START Dataset extract

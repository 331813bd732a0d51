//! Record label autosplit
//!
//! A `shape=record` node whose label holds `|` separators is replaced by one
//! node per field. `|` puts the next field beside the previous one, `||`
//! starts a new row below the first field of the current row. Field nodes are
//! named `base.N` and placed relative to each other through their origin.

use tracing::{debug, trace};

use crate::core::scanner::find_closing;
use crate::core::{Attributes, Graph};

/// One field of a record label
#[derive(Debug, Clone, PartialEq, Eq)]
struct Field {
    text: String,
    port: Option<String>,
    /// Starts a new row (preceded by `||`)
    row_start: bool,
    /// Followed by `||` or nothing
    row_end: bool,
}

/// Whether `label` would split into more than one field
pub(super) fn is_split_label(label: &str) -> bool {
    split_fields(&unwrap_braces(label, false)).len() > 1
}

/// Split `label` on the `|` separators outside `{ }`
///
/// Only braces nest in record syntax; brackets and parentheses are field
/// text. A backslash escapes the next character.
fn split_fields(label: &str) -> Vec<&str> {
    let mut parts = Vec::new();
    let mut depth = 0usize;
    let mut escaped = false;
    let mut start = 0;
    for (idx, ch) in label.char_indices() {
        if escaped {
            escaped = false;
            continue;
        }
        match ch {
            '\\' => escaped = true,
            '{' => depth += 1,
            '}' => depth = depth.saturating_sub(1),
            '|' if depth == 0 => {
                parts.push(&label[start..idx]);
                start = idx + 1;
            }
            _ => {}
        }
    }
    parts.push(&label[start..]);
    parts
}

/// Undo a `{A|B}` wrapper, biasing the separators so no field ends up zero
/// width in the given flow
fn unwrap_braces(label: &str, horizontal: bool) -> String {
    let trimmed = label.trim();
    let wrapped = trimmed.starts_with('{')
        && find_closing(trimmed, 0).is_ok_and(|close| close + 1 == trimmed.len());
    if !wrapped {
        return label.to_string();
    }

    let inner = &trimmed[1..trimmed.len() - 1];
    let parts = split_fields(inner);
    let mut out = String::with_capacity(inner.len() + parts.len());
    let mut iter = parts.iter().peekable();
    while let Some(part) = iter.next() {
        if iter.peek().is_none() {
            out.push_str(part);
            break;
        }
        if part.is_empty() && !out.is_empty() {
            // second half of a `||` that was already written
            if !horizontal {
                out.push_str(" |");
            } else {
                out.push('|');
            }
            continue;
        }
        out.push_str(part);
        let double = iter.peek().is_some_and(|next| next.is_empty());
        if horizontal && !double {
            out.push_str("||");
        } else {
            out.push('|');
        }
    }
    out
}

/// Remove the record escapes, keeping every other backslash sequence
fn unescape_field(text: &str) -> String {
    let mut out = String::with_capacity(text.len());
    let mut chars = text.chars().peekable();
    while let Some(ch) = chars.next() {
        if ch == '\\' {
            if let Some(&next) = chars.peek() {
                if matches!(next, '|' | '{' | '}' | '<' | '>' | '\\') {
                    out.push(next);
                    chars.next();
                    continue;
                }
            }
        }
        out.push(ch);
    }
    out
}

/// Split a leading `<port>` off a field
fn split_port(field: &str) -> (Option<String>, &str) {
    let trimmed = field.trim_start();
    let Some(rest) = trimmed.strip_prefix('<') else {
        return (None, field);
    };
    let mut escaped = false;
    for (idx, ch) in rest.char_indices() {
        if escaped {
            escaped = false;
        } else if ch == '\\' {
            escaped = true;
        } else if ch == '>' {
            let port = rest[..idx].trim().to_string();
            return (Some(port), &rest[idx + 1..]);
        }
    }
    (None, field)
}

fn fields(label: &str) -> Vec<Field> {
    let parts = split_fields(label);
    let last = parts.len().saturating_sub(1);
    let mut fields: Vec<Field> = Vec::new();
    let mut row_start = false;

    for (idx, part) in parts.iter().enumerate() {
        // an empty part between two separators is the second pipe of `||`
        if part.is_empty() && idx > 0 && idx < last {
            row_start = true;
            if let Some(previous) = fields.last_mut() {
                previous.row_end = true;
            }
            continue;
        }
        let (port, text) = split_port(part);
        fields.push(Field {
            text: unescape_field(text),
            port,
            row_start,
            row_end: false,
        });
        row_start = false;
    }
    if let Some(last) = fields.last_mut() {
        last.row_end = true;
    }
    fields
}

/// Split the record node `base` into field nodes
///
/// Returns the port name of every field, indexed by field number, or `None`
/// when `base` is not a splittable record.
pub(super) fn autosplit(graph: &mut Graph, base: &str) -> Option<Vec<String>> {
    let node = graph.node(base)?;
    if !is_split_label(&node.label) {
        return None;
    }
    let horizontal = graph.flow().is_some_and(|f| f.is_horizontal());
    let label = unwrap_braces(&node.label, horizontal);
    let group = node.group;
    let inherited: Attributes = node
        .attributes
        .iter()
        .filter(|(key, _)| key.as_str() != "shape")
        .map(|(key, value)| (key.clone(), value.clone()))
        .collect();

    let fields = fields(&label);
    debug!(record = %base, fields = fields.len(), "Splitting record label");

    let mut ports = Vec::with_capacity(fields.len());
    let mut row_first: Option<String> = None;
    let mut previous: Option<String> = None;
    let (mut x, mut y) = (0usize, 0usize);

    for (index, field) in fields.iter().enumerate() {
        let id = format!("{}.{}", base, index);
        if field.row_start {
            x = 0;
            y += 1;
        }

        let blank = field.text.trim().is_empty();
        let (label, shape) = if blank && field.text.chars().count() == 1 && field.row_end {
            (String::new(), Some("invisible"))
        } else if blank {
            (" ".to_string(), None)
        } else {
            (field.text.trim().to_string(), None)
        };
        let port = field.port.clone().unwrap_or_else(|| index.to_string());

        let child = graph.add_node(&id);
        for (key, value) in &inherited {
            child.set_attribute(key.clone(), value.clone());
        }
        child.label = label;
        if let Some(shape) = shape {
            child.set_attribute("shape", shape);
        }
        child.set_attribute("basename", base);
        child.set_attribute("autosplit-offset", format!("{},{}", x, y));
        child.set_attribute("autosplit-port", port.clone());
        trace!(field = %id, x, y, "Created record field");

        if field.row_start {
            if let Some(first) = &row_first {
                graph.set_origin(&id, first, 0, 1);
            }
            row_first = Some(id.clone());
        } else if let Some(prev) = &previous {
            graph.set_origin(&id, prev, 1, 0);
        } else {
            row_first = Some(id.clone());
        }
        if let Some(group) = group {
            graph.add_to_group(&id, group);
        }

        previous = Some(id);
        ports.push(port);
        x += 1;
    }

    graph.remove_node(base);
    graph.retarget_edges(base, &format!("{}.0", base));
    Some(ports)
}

END Dataset extract

Your objective => The lines above that include "depth" should each be listed.

Exercise solution =>
    let mut depth = 0usize;
            '{' => depth += 1,
            '}' => depth = depth.saturating_sub(1),
            '|' if depth == 0 => {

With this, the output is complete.